Woman refuses to meet Corkman who threatened her life as part of restorative justice programme

Judge Mary Dorgan said she would sentence the man on July 24.
A social worker who was threatened by a man with the words, “I’m going to end your life”, does not want to meet him as part of a proposed restorative justice programme.
The social worker also indicated that she did not want to receive compensation from the man and said that if he wanted to gather money he should give it to Cork Penny Dinners or Cork Simon Community.
Judge Mary Dorgan said on Wednesday at Cork District Court that she understood the victim’s attitude.
The judge was glad to see that the process would continue with a restorative conference whereby the accused could work with the probation service to reflect on his offending and the effect it had on the social worker.
Defence solicitor Daithí Ó Donnabháin said the defendant repeated his expression of apology and remorse and fully accepted that he was wrong. Judge Dorgan noted from a probation report that the defendant’s remorse and victim empathy appeared to be genuine.
Judge Dorgan said she would sentence him on July 24 and said it was essential that he continue with the process through probation.

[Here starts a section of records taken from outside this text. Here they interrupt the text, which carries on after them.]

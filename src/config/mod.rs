use anyhow::Result;
use figment::{
    Figment,
    providers::{Env, Format, Serialized, Toml},
};
use serde::{Deserialize, Serialize};
use std::path::PathBuf;
use std::time::Duration;
use tracing::info;

pub mod defaults;
pub mod duration_serde;

use crate::errors::{AppError, AppResult};
use defaults::*;
use duration_serde::duration;

#[derive(Debug, Clone, Serialize, Deserialize)]
pub struct Config {
    #[serde(default)]
    pub web: WebConfig,
    #[serde(default)]
    pub channels: ChannelsConfig,
    #[serde(default)]
    pub proxy: ProxyConfig,
}

#[derive(Debug, Clone, Serialize, Deserialize)]
pub struct WebConfig {
    #[serde(default = "default_host")]
    pub host: String,
    #[serde(default = "default_port")]
    pub port: u16,
}

#[derive(Debug, Clone, Serialize, Deserialize)]
pub struct ChannelsConfig {
    /// JSON file holding the `name -> { live, cloud }` mapping
    #[serde(default = "default_channels_path")]
    pub path: PathBuf,
}

/// Tuning for origin selection, manifest rewriting, segment caching and preloading
#[derive(Debug, Clone, Serialize, Deserialize)]
pub struct ProxyConfig {
    /// How long a cached segment may be served
    #[serde(default = "default_segment_ttl", with = "duration")]
    pub segment_ttl: Duration,

    /// How long a liveness verdict is trusted before re-probing
    #[serde(default = "default_liveness_ttl", with = "duration")]
    pub liveness_ttl: Duration,

    /// Deadline for the liveness probe (kept shorter than ordinary fetches)
    #[serde(default = "default_probe_timeout", with = "duration")]
    pub probe_timeout: Duration,

    /// Number of leading manifest bytes requested by the liveness probe
    #[serde(default = "default_probe_bytes")]
    pub probe_bytes: usize,

    /// Deadline for segment and preload fetches
    #[serde(default = "default_fetch_timeout", with = "duration")]
    pub fetch_timeout: Duration,

    /// Deadline for manifest fetches
    #[serde(default = "default_manifest_timeout", with = "duration")]
    pub manifest_timeout: Duration,

    /// How long the last good manifest may be served when the origin fails
    #[serde(default = "default_manifest_cache_ttl", with = "duration")]
    pub manifest_cache_ttl: Duration,

    /// Number of upcoming segments fetched after each served segment (0 disables)
    #[serde(default = "default_preload_segments")]
    pub preload_segments: usize,

    /// Upper bound on cached segments per channel
    #[serde(default = "default_max_segments_per_channel")]
    pub max_segments_per_channel: usize,

    /// Segments larger than this are streamed through without caching
    #[serde(default = "default_max_bytes_per_segment")]
    pub max_bytes_per_segment: usize,

    /// Append a `v=<token>` query parameter to rewritten segment references
    #[serde(default = "default_cache_busting")]
    pub cache_busting: bool,

    /// Global ceiling on concurrent outbound origin requests (0 = unlimited)
    #[serde(default = "default_max_concurrent_origin_requests")]
    pub max_concurrent_origin_requests: usize,

    /// Bound on concurrently running preload fetches
    #[serde(default = "default_max_inflight_preloads")]
    pub max_inflight_preloads: usize,

    /// User-Agent sent upstream
    #[serde(default = "default_user_agent")]
    pub user_agent: String,
}

// Web defaults
fn default_host() -> String {
    DEFAULT_HOST.to_string()
}

fn default_port() -> u16 {
    DEFAULT_PORT
}

fn default_channels_path() -> PathBuf {
    PathBuf::from(DEFAULT_CHANNELS_PATH)
}

// Proxy defaults
fn default_segment_ttl() -> Duration {
    Duration::from_millis(DEFAULT_SEGMENT_TTL_MS)
}

fn default_liveness_ttl() -> Duration {
    Duration::from_millis(DEFAULT_LIVENESS_TTL_MS)
}

fn default_probe_timeout() -> Duration {
    Duration::from_millis(DEFAULT_PROBE_TIMEOUT_MS)
}

fn default_probe_bytes() -> usize {
    DEFAULT_PROBE_BYTES
}

fn default_fetch_timeout() -> Duration {
    Duration::from_millis(DEFAULT_FETCH_TIMEOUT_MS)
}

fn default_manifest_timeout() -> Duration {
    Duration::from_millis(DEFAULT_MANIFEST_TIMEOUT_MS)
}

fn default_manifest_cache_ttl() -> Duration {
    Duration::from_millis(DEFAULT_MANIFEST_CACHE_TTL_MS)
}

fn default_preload_segments() -> usize {
    DEFAULT_PRELOAD_SEGMENTS
}

fn default_max_segments_per_channel() -> usize {
    DEFAULT_MAX_SEGMENTS_PER_CHANNEL
}

fn default_max_bytes_per_segment() -> usize {
    DEFAULT_MAX_BYTES_PER_SEGMENT
}

fn default_cache_busting() -> bool {
    DEFAULT_CACHE_BUSTING
}

fn default_max_concurrent_origin_requests() -> usize {
    DEFAULT_MAX_CONCURRENT_ORIGIN_REQUESTS
}

fn default_max_inflight_preloads() -> usize {
    DEFAULT_MAX_INFLIGHT_PRELOADS
}

fn default_user_agent() -> String {
    format!("hls-proxy/{}", env!("CARGO_PKG_VERSION"))
}

impl Default for WebConfig {
    fn default() -> Self {
        Self {
            host: default_host(),
            port: default_port(),
        }
    }
}

impl Default for ChannelsConfig {
    fn default() -> Self {
        Self {
            path: default_channels_path(),
        }
    }
}

impl Default for ProxyConfig {
    fn default() -> Self {
        Self {
            segment_ttl: default_segment_ttl(),
            liveness_ttl: default_liveness_ttl(),
            probe_timeout: default_probe_timeout(),
            probe_bytes: default_probe_bytes(),
            fetch_timeout: default_fetch_timeout(),
            manifest_timeout: default_manifest_timeout(),
            manifest_cache_ttl: default_manifest_cache_ttl(),
            preload_segments: default_preload_segments(),
            max_segments_per_channel: default_max_segments_per_channel(),
            max_bytes_per_segment: default_max_bytes_per_segment(),
            cache_busting: default_cache_busting(),
            max_concurrent_origin_requests: default_max_concurrent_origin_requests(),
            max_inflight_preloads: default_max_inflight_preloads(),
            user_agent: default_user_agent(),
        }
    }
}

impl Default for Config {
    fn default() -> Self {
        Self {
            web: WebConfig::default(),
            channels: ChannelsConfig::default(),
            proxy: ProxyConfig::default(),
        }
    }
}

impl ProxyConfig {
    /// Reject settings the proxy cannot operate with
    pub fn validate(&self) -> AppResult<()> {
        if self.max_segments_per_channel == 0 {
            return Err(AppError::config_invalid(
                "proxy.max_segments_per_channel must be at least 1",
            ));
        }

        let timeouts = [
            ("proxy.probe_timeout", self.probe_timeout),
            ("proxy.fetch_timeout", self.fetch_timeout),
            ("proxy.manifest_timeout", self.manifest_timeout),
        ];
        for (name, value) in timeouts {
            if value.is_zero() {
                return Err(AppError::config_invalid(format!("{name} must be non-zero")));
            }
        }

        Ok(())
    }

    /// Global outbound ceiling, `None` when unlimited
    pub fn origin_concurrency_limit(&self) -> Option<usize> {
        (self.max_concurrent_origin_requests > 0).then_some(self.max_concurrent_origin_requests)
    }
}

impl Config {
    pub fn load() -> Result<Self> {
        let config_file =
            std::env::var("CONFIG_FILE").unwrap_or_else(|_| "config.toml".to_string());
        Self::load_from_file(&config_file)
    }

    /// Layer defaults, the TOML file and `HLS_PROXY_*` environment variables.
    ///
    /// A missing file is created with the defaults so operators have a template.
    pub fn load_from_file(config_file: &str) -> Result<Self> {
        if !std::path::Path::new(config_file).exists() {
            let contents = toml::to_string_pretty(&Self::default())?;
            std::fs::write(config_file, contents)?;
            info!("Created default config file: {}", config_file);
        }

        let config: Self = Figment::from(Serialized::defaults(Self::default()))
            .merge(Toml::file(config_file))
            .merge(Env::prefixed(ENV_PREFIX).split("__"))
            .merge(Env::raw().only(&["PORT"]).map(|_| "web.port".into()))
            .extract()?;

        config.validate()?;
        Ok(config)
    }

    pub fn validate(&self) -> AppResult<()> {
        if self.channels.path.as_os_str().is_empty() {
            return Err(AppError::config_invalid("channels.path must not be empty"));
        }
        self.proxy.validate()
    }
}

Detective Garda Dave Barry investigated the case where the accused man pleaded guilty to making the death threats.
In her victim impact statement, the social worker said: “When your life is threatened, it shakes you to your core, anxiously thinking if I was gone, who would care for my children because these are real moments of taking stock because the reality is one day a social worker will not return home as violence towards us and all working the frontline increases.”
Because of the possibility that identification of the parties would lead to the identification of the defendant’s child in the court proceedings, there is a prohibition on naming them.
The social worker said the man rang her in a rage and threatened to kill her because she had been involved in a court case which led to the young family member being taken into care.
“I froze with fear as each message played out. When you hear ‘I’m going to end your life’ several times, expressed with such anger, that there was a visceral response in my body, my stomach turned, and I froze — possibly an hour passed before I could go in home and greet my family.”
The man was charged with assaulting the woman at Washington Street Courthouse on April 3, 2023. He was charged that on May 9, 2023, he made persistent phone calls to her without reasonable cause, and two counts that on May 9 he made a threat to the woman that he would kill her or cause serious harm.
The defendant first confronted the social worker outside Washington Street Courthouse and began waving his arms in her face in an angry manner, followed by the threatening calls a month later.
In the first message he called her a liar and said that he would “blow you up” while in the second message, he threatened he would “take your life”. In the third message, he said she had taken something from him and he was now “going to take something from you".
In the fourth and final message that he left on the social worker’s phone, he threatened to kill her, saying that “you can do what you want, you can record it, you shit, but I’m telling you, I am going to take your life”.
Defence solicitor Daithi Ó Donnabháin said that his client had indicated within a fortnight of being charged that he would be pleading guilty and, with assistance because he wasn’t very literate, had written a letter of apology to the social worker for the ordeal he had put her through.